At a House Judiciary Subcommittee hearing yesterday, members of Congress speculated on taking more so-called anti-leak actions that would undermine the First Amendment more than they would stop actual leaks, such as launching their own leak investigations and subpoenaing witnesses and, worse, prosecuting journalists under the Espionage Act of publishing allegedly classified information.
Missing from yesterday's hearing were any of the whistleblowers who have the dubious distinction of being prosecuted under the Espionage Act, like National Security Agency (NSA) whistleblower Thomas Drake.

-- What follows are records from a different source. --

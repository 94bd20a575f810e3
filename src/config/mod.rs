use std::{
    fs,
    path::{Path, PathBuf},
};

use chrono::Duration;
use serde::{Deserialize, Serialize};

use crate::core::calendar::{CalendarPolicy, DEFAULT_FIRST_DAY_OF_MONTH, DEFAULT_FIRST_WEEKDAY};
use crate::core::engine::EngineSettings;
use crate::core::materializer::{DEFAULT_COOLDOWN_SECS, DEFAULT_MAX_OCCURRENCES_PER_PASS};
use crate::errors::{EngineError, Result};
use crate::utils::{app_data_dir, config_file_in, ensure_dir, store_file_in, write_atomic};

#[derive(Debug, Clone, Serialize, Deserialize, PartialEq, Eq)]
#[serde(default)]
pub struct CalendarSettings {
    /// 1..=7, Sunday = 1.
    pub first_weekday: u8,
    /// 1..=28.
    pub first_day_of_month: u8,
    pub utc_offset_minutes: i32,
}

impl Default for CalendarSettings {
    fn default() -> Self {
        Self {
            first_weekday: DEFAULT_FIRST_WEEKDAY,
            first_day_of_month: DEFAULT_FIRST_DAY_OF_MONTH,
            utc_offset_minutes: 0,
        }
    }
}

#[derive(Debug, Clone, Serialize, Deserialize, PartialEq, Eq)]
#[serde(default)]
pub struct CatchUpSettings {
    pub cooldown_secs: u32,
    pub max_occurrences_per_pass: usize,
}

impl Default for CatchUpSettings {
    fn default() -> Self {
        Self {
            cooldown_secs: DEFAULT_COOLDOWN_SECS as u32,
            max_occurrences_per_pass: DEFAULT_MAX_OCCURRENCES_PER_PASS,
        }
    }
}

#[derive(Debug, Clone, Default, Serialize, Deserialize, PartialEq, Eq)]
#[serde(default)]
pub struct Config {
    pub calendar: CalendarSettings,
    pub catch_up: CatchUpSettings,
    /// Ledger store file; defaults to `ledger.json` in the data directory.
    #[serde(skip_serializing_if = "Option::is_none")]
    pub store_path: Option<PathBuf>,
}

impl Config {
    pub fn calendar_policy(&self) -> Result<CalendarPolicy> {
        CalendarPolicy::new(
            self.calendar.first_weekday,
            self.calendar.first_day_of_month,
            self.calendar.utc_offset_minutes,
        )
    }

    pub fn engine_settings(&self) -> Result<EngineSettings> {
        if self.catch_up.max_occurrences_per_pass == 0 {
            return Err(EngineError::Config(
                "max_occurrences_per_pass must be at least 1".into(),
            ));
        }
        Ok(EngineSettings {
            policy: self.calendar_policy()?,
            cooldown: Duration::seconds(self.catch_up.cooldown_secs as i64),
            max_occurrences_per_pass: self.catch_up.max_occurrences_per_pass,
        })
    }
}

pub struct ConfigManager {
    base: PathBuf,
    path: PathBuf,
}

impl ConfigManager {
    pub fn new() -> Result<Self> {
        Self::with_base_dir(app_data_dir())
    }

    pub fn with_base_dir(base: PathBuf) -> Result<Self> {
        ensure_dir(&base)?;
        Ok(Self {
            path: config_file_in(&base),
            base,
        })
    }

    pub fn load(&self) -> Result<Config> {
        if self.path.exists() {
            let data = fs::read_to_string(&self.path)?;
            serde_json::from_str(&data)
                .map_err(|err| EngineError::Config(format!("{}: {err}", self.path.display())))
        } else {
            Ok(Config::default())
        }
    }

    pub fn save(&self, config: &Config) -> Result<()> {
        let json = serde_json::to_string_pretty(config)?;
        write_atomic(&self.path, &json)
    }

    pub fn path(&self) -> &Path {
        &self.path
    }

    /// Store file named by the config, or the default one in the data directory.
    pub fn store_path(&self, config: &Config) -> PathBuf {
        config
            .store_path
            .clone()
            .unwrap_or_else(|| store_file_in(&self.base))
    }
}
//! Ledger domain models: transactions, categories, budgets and recurring schedules.

pub mod budget;
pub mod category;
pub mod recurring;
pub mod time_interval;
pub mod transaction;

pub use budget::{Budget, BudgetAnchor, BudgetKind, BudgetScope};
pub use category::Category;
pub use recurring::{RecurrenceKind, RecurrenceRule, RecurringSchedule};
pub use time_interval::{TimeInterval, TimeUnit};
pub use transaction::{OccurrenceKey, Transaction, TransactionDraft};
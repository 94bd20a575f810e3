#![allow(dead_code)]

use budget_cycles::{
    core::{BudgetEngine, EngineSettings, FixedClock},
    storage::{JsonFileStore, MemoryStore},
};
use chrono::{DateTime, Duration, TimeZone, Utc};
use tempfile::TempDir;

pub fn at(y: i32, m: u32, d: u32, h: u32) -> DateTime<Utc> {
    Utc.with_ymd_and_hms(y, m, d, h, 0, 0).unwrap()
}

/// Engine over an empty in-memory store with the clock frozen at `now`.
pub fn memory_engine(now: DateTime<Utc>) -> BudgetEngine<MemoryStore, FixedClock> {
    BudgetEngine::new(MemoryStore::new(), FixedClock::new(now), EngineSettings::default())
}

pub fn engine_with(store: MemoryStore, now: DateTime<Utc>) -> BudgetEngine<MemoryStore, FixedClock> {
    BudgetEngine::new(store, FixedClock::new(now), EngineSettings::default())
}

/// Same as [`engine_with`] but without a catch-up cool-down.
pub fn eager_engine(store: MemoryStore, now: DateTime<Utc>) -> BudgetEngine<MemoryStore, FixedClock> {
    let settings = EngineSettings {
        cooldown: Duration::zero(),
        ..EngineSettings::default()
    };
    BudgetEngine::new(store, FixedClock::new(now), settings)
}

/// Engine over a JSON store in a fresh temp dir. Keep the `TempDir` alive.
pub fn json_engine(now: DateTime<Utc>) -> (BudgetEngine<JsonFileStore, FixedClock>, TempDir) {
    let temp = TempDir::new().expect("create temp dir");
    let store = JsonFileStore::open(temp.path().join("ledger.json")).expect("open json store");
    let engine = BudgetEngine::new(store, FixedClock::new(now), EngineSettings::default());
    (engine, temp)
}
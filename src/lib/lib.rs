#![warn(missing_docs)]

//! Library used by the eray-rtiow renderer. Provides the vector algebra, ray/hit-testing protocol,
//! sphere primitive, scene collection, shading and the scanline engine needed to render a
//! normal-shaded scene to a PPM raster.

pub mod camera;
pub mod color;
pub mod config;
pub mod engine;
pub mod error;
pub mod hittable;
pub mod image;
pub mod primitives;
pub mod raycasting;
pub mod scene;
pub mod shader;
pub mod vector;

/// Scalar type used by every vector component and ray parameter.
pub type DefaultType = f64;

/// Dimensionality of a [vector::Vector] when left unspecified.
pub const DEFAULT_DIM: usize = 3;

/// Commonly used items, for `use eray_rtiow::prelude::*`.
pub mod prelude {
    pub use crate::{
        camera::Camera,
        color::{Color, Rgb8},
        config::{CameraConfig, RenderConfig},
        engine::Engine,
        error::{Error, Result},
        hittable::Hittable,
        image::{Image, PixelSink, PpmFormat, PpmWriter},
        primitives::Sphere,
        raycasting::{HitRecord, Ray},
        scene::Scene,
        shader::ray_color,
        vector::{Point3, Vec3, Vector},
    };
}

Also missing from Congress' considerations were the two biggest anti-leak measures Congress could act on:
(1) A thorough review and reform of the broken classification system plagued by rampant over-classification and too often used to cover up government wrongdoing; and
(2) providing whistleblowers with safe and effective internal channels to disclose government waste, fraud, abuse, or illegality, starting with the Whistleblower Protection Enhancement Act (HR 3289, S 743)
Instead Congress is playing politics with hearings presenting selective views. The solution to leaks is not MORE expensive "leak investigations" that too often land on whistleblowers who disclosed government waste, fraud, abuse or illegality, while high-level administration officials who leak for political gain continue unaccountable.
I have long warned that the Obama administration's record-breaking use of the Espionage Act to prosecute people for alleged mishandling of classified information could devolve quickly into a war on the media. Already, the Espionage Act cases are tinged with attacks on journalists and all the cases involve disclosures to the media.
However, the courts have been reluctant to play along with this "leak hysteria." Even the Republican-appointed judge in Drake's case wisely refused to go down the "dark path" of subpoenaing reporters, much less prosecuting them. Judge Brinkema in the Eastern District of Virginia - who is presiding over the Espionage Act cases against former CIA officer Jeffery Sterling and torture whistleblower John Kiriakou - had similar reservations and rejected the Justice Department's attempts to subpoena New York Times reporter Jim Risen to testify about his alleged source. Brinkema eloquently articulated for the Justice Department what prior legal precedent unquestionably supports, that:
A criminal trial subpoena is not a free pass for the government to rifle through a reporter's notebook.
Now it appears the attacks on Jim Risen are just a preview if Congress has its way in seeking prosecution for journalists who publish allegedly classified information.
The Justice Department's priorities are disastrously out of whack and focused on prosecuting low-level officials, who are usually whistleblowers, under the heavy-handed Espionage Act while ignoring, if not condoning or orchestrating, leaks of classified information from high-level administration officials. Congress' priorities are no better and appear more aimed at scoring political points than at actually stopping leaks. Meanwhile, the real loser in this misguided "leak hysteria" is the First Amendment. Priorities need to change, starting with providing safe channels for whistleblowers to report waste, fraud, abuse, or illegality and receive meaningful protection from retaliation.